Using a very conservative enteral feeding regimen in our study cohort with daily feed increments of 5-10-15 ml/kg, we could demonstrate a dramatically low incidence of NEC over a 2-year study period (0/103; 0%). This is in frank contrast to results from large data sets demonstrating an incidence of NEC in this cohort of approximately 4-7% [2-5]. Although we cannot rule other confounding variables (e.g. high rate of antenatal steroids, routine use of probiotics, rectal enema, use of gastrographin, etc.), our data suggest an association between a very conservative feeding regimen and an exceptionally low incidence of NEC. Of note, while using small increases in daily feeds, we did initiate enteral feeds quite early with a median time interval of 2 days following birth when compared to previous reports [10]. Of importance, IUGR infants are considered to have a higher risk of developing NEC, especially if there has been antenatal detection of absent or reversed end-diastolic flow velocities (AREDFV) of the fetal aorta or umbilical artery [8]. However, the association of AREDFV with NEC could not be consistently demonstrated in another study [27]. Paradoxically and of importance, most trials of enteral feeding regimens have specifically excluded infants with evidence of IUGR from participating because of the perceived high risk of developing NEC. Of note, in our study analysis we could not demonstrate any relevant differences between SGA (n=22) and non-SGA (n=81) infants with regard to enteral feeding practices, feeding intolerance, and the occurrence of NEC. Of note, ex utero growth patterns in our study cohort was abnormal when compared to reference in utero growth with a drop in body weight, body length and less pronounced in head circumference [24]. Although the existing intrauterine growth charts are used to evaluate and manage postnatal growth, limitations and long-term outcome of this procedure are still a controversial issue.

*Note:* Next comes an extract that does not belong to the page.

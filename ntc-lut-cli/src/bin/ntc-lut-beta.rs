//! ADC lookup table from a thermistor Beta coefficient

fn main() {
    ntc_lut_cli::main_with(ntc_lut_cli::Tool::Beta);
}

For example, catch up growth seems to have a positive contribution to neurological development but a negative to cardiovascular risk [28].

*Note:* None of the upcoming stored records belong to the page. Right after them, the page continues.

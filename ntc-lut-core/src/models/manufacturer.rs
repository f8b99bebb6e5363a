//! Manufacturer-data model
//!
//! Datasheets usually tabulate resistance at fixed temperature steps. Before
//! the table can be evaluated at arbitrary resistances the tabulation has to
//! be fitted once, either by
//! - a not-a-knot cubic spline through every point (temperature as a function
//!   of resistance, extrapolated beyond the data), or
//! - a 3- or 4-term Steinhart-Hart regression against the temperatures in
//!   kelvin.
//!
//! [`ManufacturerData`] holds the raw samples; [`ManufacturerData::fit`]
//! consumes it and returns an immutable [`ManufacturerFit`], so the fit runs
//! exactly once and an unfitted tabulation can never be evaluated.

use alloc::vec::Vec;
use core::fmt;
use core::str::FromStr;

#[cfg(feature = "serde")]
use serde::{Deserialize, Serialize};

use crate::{
    errors::{LutError, LutResult},
    fit::{fit_inverse_log_polynomial, CubicSpline, InversePolynomialFit},
    models::{check_resistance, check_temperature, ResistanceToTemperature, SteinhartHart},
    KELVIN_OFFSET,
};

/// Minimum number of samples accepted for any fit
pub const MIN_SAMPLES: usize = 4;

/// One manufacturer data point
#[derive(Debug, Clone, Copy, PartialEq)]
#[cfg_attr(feature = "serde", derive(Serialize, Deserialize))]
pub struct Sample {
    /// Temperature (°C)
    pub temperature_c: f64,
    /// Thermistor resistance at that temperature (ohms)
    pub resistance_ohms: f64,
}

/// How the manufacturer data is turned into a continuous curve
#[derive(Debug, Clone, Copy, PartialEq, Eq)]
#[cfg_attr(feature = "serde", derive(Serialize, Deserialize))]
#[cfg_attr(feature = "serde", serde(rename_all = "kebab-case"))]
pub enum FitMethod {
    /// Cubic spline through every sample
    PiecewiseCubic,
    /// Regression of `1/T = A + B·ln R + C·(ln R)³`
    SteinhartHart3,
    /// Regression of the full 4-term polynomial
    SteinhartHart4,
}

impl FitMethod {
    /// Resolve the command-line selector: `piecewise-cubic`, or `steinhart`
    /// together with a term count of 3 or 4
    pub fn from_selector(method: &str, terms: Option<u32>) -> LutResult<Self> {
        match (method, terms) {
            ("piecewise-cubic", None) => Ok(Self::PiecewiseCubic),
            ("steinhart", Some(3)) => Ok(Self::SteinhartHart3),
            ("steinhart", Some(4)) => Ok(Self::SteinhartHart4),
            ("steinhart", _) => Err(LutError::config("steinhart", "term count must be 3 or 4")),
            ("piecewise-cubic", Some(_)) => {
                Err(LutError::config("steinhart", "term count only applies to steinhart interpolation"))
            }
            _ => Err(LutError::config("interpolation", "must be piecewise-cubic or steinhart")),
        }
    }

    /// Canonical name
    pub fn as_str(&self) -> &'static str {
        match self {
            Self::PiecewiseCubic => "piecewise-cubic",
            Self::SteinhartHart3 => "steinhart3",
            Self::SteinhartHart4 => "steinhart4",
        }
    }

    /// Curve name used in generated comments
    pub fn description(&self) -> &'static str {
        match self {
            Self::PiecewiseCubic => "piecewise-cubic",
            Self::SteinhartHart3 => "3 parameter Steinhart-Hart",
            Self::SteinhartHart4 => "4 parameter Steinhart-Hart",
        }
    }
}

impl fmt::Display for FitMethod {
    fn fmt(&self, f: &mut fmt::Formatter<'_>) -> fmt::Result {
        f.write_str(self.as_str())
    }
}

impl FromStr for FitMethod {
    type Err = LutError;

    fn from_str(s: &str) -> Result<Self, Self::Err> {
        match s {
            "piecewise-cubic" => Ok(Self::PiecewiseCubic),
            "steinhart3" | "steinhart-3" => Ok(Self::SteinhartHart3),
            "steinhart4" | "steinhart-4" => Ok(Self::SteinhartHart4),
            _ => Err(LutError::config(
                "interpolation",
                "must be piecewise-cubic, steinhart3 or steinhart4",
            )),
        }
    }
}

/// Validated, unfitted manufacturer samples
#[derive(Debug, Clone, PartialEq)]
#[cfg_attr(feature = "serde", derive(Serialize, Deserialize))]
pub struct ManufacturerData {
    samples: Vec<Sample>,
}

impl ManufacturerData {
    /// Validate samples: at least [`MIN_SAMPLES`], positive resistances,
    /// temperatures above absolute zero
    pub fn new(samples: Vec<Sample>) -> LutResult<Self> {
        if samples.len() < MIN_SAMPLES {
            return Err(LutError::InsufficientData { required: MIN_SAMPLES, available: samples.len() });
        }
        for sample in &samples {
            if !sample.resistance_ohms.is_finite() || sample.resistance_ohms <= 0.0 {
                return Err(LutError::domain("sample resistance", sample.resistance_ohms));
            }
            if !sample.temperature_c.is_finite() || sample.temperature_c <= -KELVIN_OFFSET {
                return Err(LutError::domain("sample temperature", sample.temperature_c));
            }
        }
        Ok(Self { samples })
    }

    /// Samples in input order
    pub fn samples(&self) -> &[Sample] {
        &self.samples
    }

    /// Fit the samples once with the chosen method
    pub fn fit(self, method: FitMethod) -> LutResult<ManufacturerFit> {
        let mut samples = self.samples;
        samples.sort_by(|a, b| a.resistance_ohms.total_cmp(&b.resistance_ohms));
        if let Some(pair) = samples.windows(2).find(|p| p[0].resistance_ohms == p[1].resistance_ohms) {
            return Err(LutError::DuplicateResistance { resistance: pair[0].resistance_ohms });
        }

        let resistances: Vec<f64> = samples.iter().map(|s| s.resistance_ohms).collect();
        let temperatures: Vec<f64> = samples.iter().map(|s| s.temperature_c).collect();

        let curve = match method {
            FitMethod::PiecewiseCubic => {
                FittedCurve::PiecewiseCubic(CubicSpline::not_a_knot(&resistances, &temperatures)?)
            }
            FitMethod::SteinhartHart3 => {
                let kelvin: Vec<f64> = temperatures.iter().map(|t| t + KELVIN_OFFSET).collect();
                let fit = fit_inverse_log_polynomial(&resistances, &kelvin, [0, 1, 3])?;
                let [a, b, c] = fit.coefficients;
                FittedCurve::SteinhartHart(SteinhartHartFit::from_fit(SteinhartHart::three_term(a, b, c)?, &fit))
            }
            FitMethod::SteinhartHart4 => {
                let kelvin: Vec<f64> = temperatures.iter().map(|t| t + KELVIN_OFFSET).collect();
                let fit = fit_inverse_log_polynomial(&resistances, &kelvin, [0, 1, 2, 3])?;
                FittedCurve::SteinhartHart(SteinhartHartFit::from_fit(SteinhartHart::new(fit.coefficients)?, &fit))
            }
        };

        let span = temperatures.iter().fold((f64::INFINITY, f64::NEG_INFINITY), |(lo, hi), &t| {
            (lo.min(t), hi.max(t))
        });

        Ok(ManufacturerFit { method, curve, samples, temperature_span: span })
    }
}

/// Outcome of a Steinhart-Hart regression
#[derive(Debug, Clone, PartialEq)]
#[cfg_attr(feature = "serde", derive(Serialize, Deserialize))]
pub struct SteinhartHartFit {
    /// The fitted curve as a 4-term model
    pub model: SteinhartHart,
    /// Fitted parameters in regression order (`A, B, C` or `a₀..a₃`)
    pub parameters: Vec<f64>,
    /// Parameter covariance
    pub covariance: Vec<Vec<f64>>,
    /// Standard error of each parameter
    pub standard_errors: Vec<f64>,
    /// Iterations the regression needed
    pub iterations: usize,
    /// Sum of squared temperature residuals (K²)
    pub residual_sum_squares: f64,
}

impl SteinhartHartFit {
    fn from_fit<const N: usize>(model: SteinhartHart, fit: &InversePolynomialFit<N>) -> Self {
        Self {
            model,
            parameters: fit.coefficients.to_vec(),
            covariance: fit.covariance.iter().map(|row| row.to_vec()).collect(),
            standard_errors: fit.standard_errors().to_vec(),
            iterations: fit.iterations,
            residual_sum_squares: fit.residual_sum_squares,
        }
    }
}

/// Fitted representation of the manufacturer curve
#[derive(Debug, Clone, PartialEq)]
pub enum FittedCurve {
    /// Spline through the samples
    PiecewiseCubic(CubicSpline),
    /// Regressed Steinhart-Hart coefficients
    SteinhartHart(SteinhartHartFit),
}

/// Manufacturer data after its one-time fit
#[derive(Debug, Clone, PartialEq)]
pub struct ManufacturerFit {
    method: FitMethod,
    curve: FittedCurve,
    samples: Vec<Sample>,
    temperature_span: (f64, f64),
}

impl ManufacturerFit {
    /// Method used for the fit
    pub fn method(&self) -> FitMethod {
        self.method
    }

    /// The fitted curve
    pub fn curve(&self) -> &FittedCurve {
        &self.curve
    }

    /// Regression results, if a Steinhart-Hart fit was used
    pub fn steinhart_hart(&self) -> Option<&SteinhartHartFit> {
        match &self.curve {
            FittedCurve::SteinhartHart(fit) => Some(fit),
            FittedCurve::PiecewiseCubic(_) => None,
        }
    }

    /// Samples sorted by resistance
    pub fn samples(&self) -> &[Sample] {
        &self.samples
    }

    /// Lowest and highest sample temperature (°C)
    pub fn temperature_span(&self) -> (f64, f64) {
        self.temperature_span
    }
}

impl ResistanceToTemperature for ManufacturerFit {
    fn temperature_c(&self, resistance_ohms: f64) -> LutResult<f64> {
        check_resistance(resistance_ohms)?;
        match &self.curve {
            FittedCurve::PiecewiseCubic(spline) => {
                check_temperature(spline.evaluate(resistance_ohms), resistance_ohms)
            }
            FittedCurve::SteinhartHart(fit) => fit.model.temperature_c(resistance_ohms),
        }
    }
}
//! Curve fitting for manufacturer sample data
//!
//! - [`least_squares`]: Levenberg-Marquardt regression for the Steinhart-Hart form
//! - [`spline`]: not-a-knot cubic spline for piecewise-cubic interpolation
//! - [`matrix`]: the dense linear algebra both rely on

pub mod least_squares;
pub mod matrix;
pub mod spline;

pub use least_squares::{fit_inverse_log_polynomial, InversePolynomialFit};
pub use spline::CubicSpline;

However, it is noteworthy to mention that the decrease in growth velocity was comparable - possibly even less pronounced-when compared to data from other studies [24]. Ehrenkranz and co-workers demonstrated that at hospital discharge most infants born with a gestational age of 24-29 weeks did not achieve the median birth weight of the reference group at the same postmenstrual age. In this study, gestational age, race, and gender had no effect on growth within 100g birth weight strata [29]. When discussing key issues like enteral nutritional regimens and the rate of feeding advancement in this very vulnerable patient cohort, it is important to realize what long-term implications severe NEC will have on these individuals – most importantly a disproportionate increase in poor neurological outcome including cerebral palsy [17]. Although slow feeding advancement has been linked to prolonged parenteral nutrition, gut atrophy, nosocomial infection, and delayed hospital discharge, in our opinion the detrimental consequences of NEC with reported mortality rates of 15%-30% [1-4] outweigh these potential risks. Of note, no excess in the number of CRBSI (2.4 infections/1000 device days) was seen in our study population when compared to data reported in previous reports (3.3 infections/1000 device days) [30]. The overall infection in our cohort rate was lower when compared to data of other reports assessing slow feeding regimens [31].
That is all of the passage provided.